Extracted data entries

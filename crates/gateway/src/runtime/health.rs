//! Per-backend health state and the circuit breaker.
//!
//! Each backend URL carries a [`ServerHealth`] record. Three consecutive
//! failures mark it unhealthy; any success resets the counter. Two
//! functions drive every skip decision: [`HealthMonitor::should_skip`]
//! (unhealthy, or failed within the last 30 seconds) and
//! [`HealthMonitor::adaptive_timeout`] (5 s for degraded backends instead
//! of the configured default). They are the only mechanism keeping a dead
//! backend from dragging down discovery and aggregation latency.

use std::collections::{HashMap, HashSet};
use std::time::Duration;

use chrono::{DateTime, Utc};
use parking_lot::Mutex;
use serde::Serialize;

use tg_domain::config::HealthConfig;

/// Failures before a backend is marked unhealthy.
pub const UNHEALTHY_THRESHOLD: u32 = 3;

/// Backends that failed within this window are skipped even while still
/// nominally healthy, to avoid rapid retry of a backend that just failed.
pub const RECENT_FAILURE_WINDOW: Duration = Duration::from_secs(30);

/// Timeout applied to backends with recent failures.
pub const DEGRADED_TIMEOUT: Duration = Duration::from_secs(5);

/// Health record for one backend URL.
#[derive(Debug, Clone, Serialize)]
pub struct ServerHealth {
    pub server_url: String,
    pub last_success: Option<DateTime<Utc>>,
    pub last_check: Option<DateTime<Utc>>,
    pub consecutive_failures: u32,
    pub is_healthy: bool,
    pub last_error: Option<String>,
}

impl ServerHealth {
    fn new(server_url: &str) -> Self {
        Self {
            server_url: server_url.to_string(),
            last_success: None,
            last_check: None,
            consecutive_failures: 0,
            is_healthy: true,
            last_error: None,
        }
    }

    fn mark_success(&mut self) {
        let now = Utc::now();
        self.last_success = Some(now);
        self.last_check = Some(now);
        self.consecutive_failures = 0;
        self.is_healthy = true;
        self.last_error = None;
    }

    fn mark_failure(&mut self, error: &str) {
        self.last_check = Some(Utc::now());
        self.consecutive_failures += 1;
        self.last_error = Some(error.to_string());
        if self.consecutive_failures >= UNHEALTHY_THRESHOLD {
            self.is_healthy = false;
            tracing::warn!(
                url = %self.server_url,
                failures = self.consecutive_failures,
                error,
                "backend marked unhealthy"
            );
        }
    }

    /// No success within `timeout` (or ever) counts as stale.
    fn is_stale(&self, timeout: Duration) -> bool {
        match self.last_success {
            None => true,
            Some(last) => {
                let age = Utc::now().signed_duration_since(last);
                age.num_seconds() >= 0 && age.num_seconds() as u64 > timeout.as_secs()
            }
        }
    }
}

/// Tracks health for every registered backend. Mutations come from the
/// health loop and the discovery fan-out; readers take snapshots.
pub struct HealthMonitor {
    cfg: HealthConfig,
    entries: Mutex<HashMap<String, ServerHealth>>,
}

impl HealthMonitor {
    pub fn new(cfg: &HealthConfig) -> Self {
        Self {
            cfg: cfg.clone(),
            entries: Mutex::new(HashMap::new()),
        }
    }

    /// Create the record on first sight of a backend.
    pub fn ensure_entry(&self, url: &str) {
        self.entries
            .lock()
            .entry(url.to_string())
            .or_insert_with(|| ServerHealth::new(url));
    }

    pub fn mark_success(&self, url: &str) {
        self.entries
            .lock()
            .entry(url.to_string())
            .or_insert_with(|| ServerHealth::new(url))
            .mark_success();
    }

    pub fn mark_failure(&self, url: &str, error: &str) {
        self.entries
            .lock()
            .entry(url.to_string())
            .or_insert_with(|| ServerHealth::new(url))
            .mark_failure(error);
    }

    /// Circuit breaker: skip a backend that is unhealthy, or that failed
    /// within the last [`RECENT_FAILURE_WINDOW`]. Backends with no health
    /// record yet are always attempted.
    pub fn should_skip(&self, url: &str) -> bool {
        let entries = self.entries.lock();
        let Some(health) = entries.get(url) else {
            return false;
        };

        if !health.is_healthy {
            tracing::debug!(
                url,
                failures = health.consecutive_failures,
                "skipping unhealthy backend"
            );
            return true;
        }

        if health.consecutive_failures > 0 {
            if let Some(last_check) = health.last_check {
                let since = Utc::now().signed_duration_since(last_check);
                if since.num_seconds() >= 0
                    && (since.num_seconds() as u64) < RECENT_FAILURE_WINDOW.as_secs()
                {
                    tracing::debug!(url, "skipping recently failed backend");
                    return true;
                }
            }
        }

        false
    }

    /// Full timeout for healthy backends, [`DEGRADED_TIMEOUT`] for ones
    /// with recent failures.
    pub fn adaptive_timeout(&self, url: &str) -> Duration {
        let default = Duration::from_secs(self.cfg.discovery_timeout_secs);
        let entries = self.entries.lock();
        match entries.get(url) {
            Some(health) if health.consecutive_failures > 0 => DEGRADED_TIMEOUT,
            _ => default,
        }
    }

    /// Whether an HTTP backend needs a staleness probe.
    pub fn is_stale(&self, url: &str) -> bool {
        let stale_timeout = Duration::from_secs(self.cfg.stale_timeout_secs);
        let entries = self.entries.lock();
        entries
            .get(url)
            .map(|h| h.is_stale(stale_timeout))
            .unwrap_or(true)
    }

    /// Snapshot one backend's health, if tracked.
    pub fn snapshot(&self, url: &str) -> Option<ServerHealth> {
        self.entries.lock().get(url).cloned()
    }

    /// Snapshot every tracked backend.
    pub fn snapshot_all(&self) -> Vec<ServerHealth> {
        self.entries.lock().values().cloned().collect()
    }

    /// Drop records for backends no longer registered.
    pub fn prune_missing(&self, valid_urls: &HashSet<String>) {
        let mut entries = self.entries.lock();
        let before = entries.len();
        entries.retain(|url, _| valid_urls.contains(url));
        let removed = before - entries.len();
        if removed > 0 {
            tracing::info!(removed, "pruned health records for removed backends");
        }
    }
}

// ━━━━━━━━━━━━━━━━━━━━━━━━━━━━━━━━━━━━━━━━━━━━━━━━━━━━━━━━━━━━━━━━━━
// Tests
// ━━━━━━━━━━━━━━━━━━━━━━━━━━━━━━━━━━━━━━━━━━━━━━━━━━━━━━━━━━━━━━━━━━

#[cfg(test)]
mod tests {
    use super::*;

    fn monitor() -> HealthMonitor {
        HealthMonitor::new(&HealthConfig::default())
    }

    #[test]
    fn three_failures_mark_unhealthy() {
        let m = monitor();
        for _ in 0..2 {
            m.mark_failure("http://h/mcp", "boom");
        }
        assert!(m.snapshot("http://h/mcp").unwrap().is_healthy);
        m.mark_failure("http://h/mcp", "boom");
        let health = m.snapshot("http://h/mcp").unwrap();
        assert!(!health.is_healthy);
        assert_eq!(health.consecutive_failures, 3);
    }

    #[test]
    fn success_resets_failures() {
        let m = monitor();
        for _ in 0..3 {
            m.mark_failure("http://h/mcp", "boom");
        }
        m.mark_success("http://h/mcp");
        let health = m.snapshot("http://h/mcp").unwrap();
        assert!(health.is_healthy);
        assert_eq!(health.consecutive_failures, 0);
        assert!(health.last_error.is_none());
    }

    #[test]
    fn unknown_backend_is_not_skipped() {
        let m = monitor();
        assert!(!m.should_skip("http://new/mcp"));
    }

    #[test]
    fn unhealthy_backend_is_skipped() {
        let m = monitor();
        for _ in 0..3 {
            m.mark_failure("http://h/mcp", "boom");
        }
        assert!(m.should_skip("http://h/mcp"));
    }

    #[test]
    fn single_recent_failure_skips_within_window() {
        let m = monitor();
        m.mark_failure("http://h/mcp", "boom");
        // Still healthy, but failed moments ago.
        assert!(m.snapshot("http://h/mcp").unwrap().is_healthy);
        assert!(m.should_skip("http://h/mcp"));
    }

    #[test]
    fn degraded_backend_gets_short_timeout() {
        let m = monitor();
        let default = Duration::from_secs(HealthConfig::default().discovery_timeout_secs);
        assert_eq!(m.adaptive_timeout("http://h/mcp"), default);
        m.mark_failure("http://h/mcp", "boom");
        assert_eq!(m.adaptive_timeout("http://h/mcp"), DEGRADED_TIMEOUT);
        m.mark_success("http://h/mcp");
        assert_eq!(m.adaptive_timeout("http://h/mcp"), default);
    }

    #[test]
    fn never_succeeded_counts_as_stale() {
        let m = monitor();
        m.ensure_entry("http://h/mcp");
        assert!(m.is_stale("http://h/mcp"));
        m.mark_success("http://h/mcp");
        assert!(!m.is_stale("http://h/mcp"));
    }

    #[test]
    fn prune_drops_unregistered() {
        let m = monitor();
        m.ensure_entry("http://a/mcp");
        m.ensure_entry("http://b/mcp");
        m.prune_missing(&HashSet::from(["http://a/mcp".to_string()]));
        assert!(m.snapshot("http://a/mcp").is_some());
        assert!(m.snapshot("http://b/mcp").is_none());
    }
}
--
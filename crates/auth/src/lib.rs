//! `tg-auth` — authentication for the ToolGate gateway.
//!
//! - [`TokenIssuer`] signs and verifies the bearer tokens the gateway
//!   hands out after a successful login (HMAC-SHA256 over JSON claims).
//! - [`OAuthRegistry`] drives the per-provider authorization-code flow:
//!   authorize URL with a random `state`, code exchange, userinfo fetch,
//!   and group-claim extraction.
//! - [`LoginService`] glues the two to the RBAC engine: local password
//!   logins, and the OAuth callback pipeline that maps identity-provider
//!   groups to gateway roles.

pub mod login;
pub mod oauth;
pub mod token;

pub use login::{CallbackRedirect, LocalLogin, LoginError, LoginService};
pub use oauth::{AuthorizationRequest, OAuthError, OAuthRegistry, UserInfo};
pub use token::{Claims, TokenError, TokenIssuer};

=== ASSIGNED TASK ===
If a line in the data above holds the string "skipping", copy it.

=== TASK OUTPUT ===
                "skipping unhealthy backend"
                    tracing::debug!(url, "skipping recently failed backend");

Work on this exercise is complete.